Ya me avergonzaba que me relacionasen con aquel yonqui, que es en lo que se estaba convirtiendo. Cuando hablabas con él, todo eran castillos en el aire, “estaba en tratos con alguien”, “no faltaba nada para despegar” y habría un sitio para mí en el proyecto. Semanas después, Hamid me desengañaba. Jota seguía dando tumbos y perdiendo por un lado lo poco que ganaba por otro.

Pasaron los 27 años y ninguno de los dos entró en el club de los que dejan un bonito cadáver. Mi vida decente y mi trabajo serio me llevaron por otro camino y apenas me acordaba del pueblo y de Jota.

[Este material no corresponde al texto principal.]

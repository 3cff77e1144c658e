//! Failure taxonomies for the engine adapter, the speed-check
//! sub-pipeline and the worker loop.

use crackmill_core::{SessionId, StoreError};

/// Engine adapter failure taxonomy.
///
/// Any adapter call may fail when the underlying engine reports a
/// hardware or configuration error; the owning loop treats this as fatal
/// for the run.
#[derive(Debug, thiserror::Error)]
pub enum EngineError {
    /// The engine process/library could not be started.
    #[error("engine spawn failed: {0}")]
    Spawn(String),
    /// An I/O failure talking to the engine.
    #[error("engine io: {0}")]
    Io(#[from] std::io::Error),
    /// The engine produced output the adapter could not interpret.
    #[error("engine protocol: {0}")]
    Protocol(String),
}

/// Speed-check sub-pipeline failures.
///
/// The primary job is resumed as a side effect before any of these
/// surface, so a probe failure never leaves the primary permanently
/// paused.
#[derive(Debug, thiserror::Error)]
pub enum SpeedCheckError {
    /// The engine aborted during probing.
    #[error("aborted: {log}")]
    Aborted {
        /// Engine log buffer at abort time.
        log: String,
    },
    /// The probe exhausted its poll budget without a measurement.
    #[error("speed check timed out: {log}")]
    Timeout {
        /// Engine log buffer at timeout.
        log: String,
    },
    /// The active primary job could not be paused.
    #[error("speed check error: cannot pause active job {session}")]
    PauseUnavailable {
        /// The primary session that could not be paused.
        session: SessionId,
    },
    /// The probe record settled in the failed phase.
    #[error("speed check failed: {detail}")]
    Failed {
        /// Failure text recorded on the probe.
        detail: String,
    },
    /// Adapter failure during probing.
    #[error(transparent)]
    Engine(#[from] EngineError),
    /// Store failure during probing.
    #[error(transparent)]
    Store(#[from] StoreError),
}

/// Worker loop failure taxonomy.
///
/// Fatal engine conditions and hang detection are the only conditions
/// allowed to terminate the loop abnormally; everything else degrades to
/// a logged warning plus a record annotation.
#[derive(Debug, thiserror::Error)]
pub enum WorkerError {
    /// The engine reported `Aborted`.
    #[error("aborted: {log}")]
    EngineFatal {
        /// Engine log buffer at abort time.
        log: String,
    },
    /// The engine never reached `Running` within the iteration ceiling.
    #[error("engine hung, initialize timeout after {iterations} iterations")]
    Hang {
        /// Iterations observed before giving up.
        iterations: u64,
    },
    /// The speed-check sub-pipeline failed while the worker waited on it.
    #[error("speed check failed: {0}")]
    SpeedCheck(#[from] SpeedCheckError),
    /// Adapter failure.
    #[error(transparent)]
    Engine(#[from] EngineError),
    /// Store failure.
    #[error(transparent)]
    Store(#[from] StoreError),
}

Por eso, cuando, después de la reunión de antiguos alumnos, Jota me contactó, no sé si la curiosidad, el afecto o la nostalgia me llevaron a quedar con él en este molino donde estoy esperando.


– “Sancho, ¿eres Sancho? Estás cambiado”.

– “Eh, tú eres Jota entonces, claro. Tú sí que estás cambiado.” – Me muerdo la lengua para no decir lo mal que le veo.

Vuelvo a recitar las generalidades que había contado en la reunión, pero Jota está en otra cosa. Le pregunto por su vida, le comento, como al caso, que uno de los excompañeros quiere montar un negocio de ganadería:

-“Si estás pensando quedarte en el pueblo, puedes hablar con Carrasco que dijo que necesita gente.”

– “Sancho, Sancho, sabes que eso son sueños como los que nos contábamos ahí.” – Señala al parque junto junto a la tienda de discos (Entonces el pueblo tenía una tienda de discos) – “¿Me ves tú de Alonso, el pastor?”

Alonso es su apellido, por el que le llamaba la policía y los médicos. Para nosotros siempre ha sido Jota. Notando una tensión en su voz que no era la de las fantasías de Barcelona, le pregunto “¿Estás bien, Jota?” sabiendo que no lo está.

– “Casi te digo que no he estado mejor en mi vida. Que ahora veo claro y reniego de todas aquellas fantasías. Nunca seré una estrella del rock y nunca pude serlo. Tendría que haber hecho como tú y conformarme con lo que puedo ser, que es bien poco.”

La tensión se ha ido. Le interrumpo e intento avivar los viejos sueños. Jota será yonqui pero no idiota. No lo estoy convenciendo. Le cuento lo que es mi vida y lo que pienso de mí mismo cada mañana de lunes, intentando animarlo por contraste. Se sonríe: “Metafísico estás”. Por supuesto lo que digo no sirve de nada y, aunque sirviera, veo que no me está haciendo caso. De pronto cae desmayado. Intento recuperarlo mientras llamo a emergencias y veo como la ambulancia sube por la carretera del molino. Me preguntan y respondo como puedo. Se lo llevan.


He hablado con el médico. Oigo palabras que no puedo comprender. Da igual lo que me diga. Ahora creo que Jota, Alonso, había ido al molino a morir, mirando el pueblo y conmigo al lado.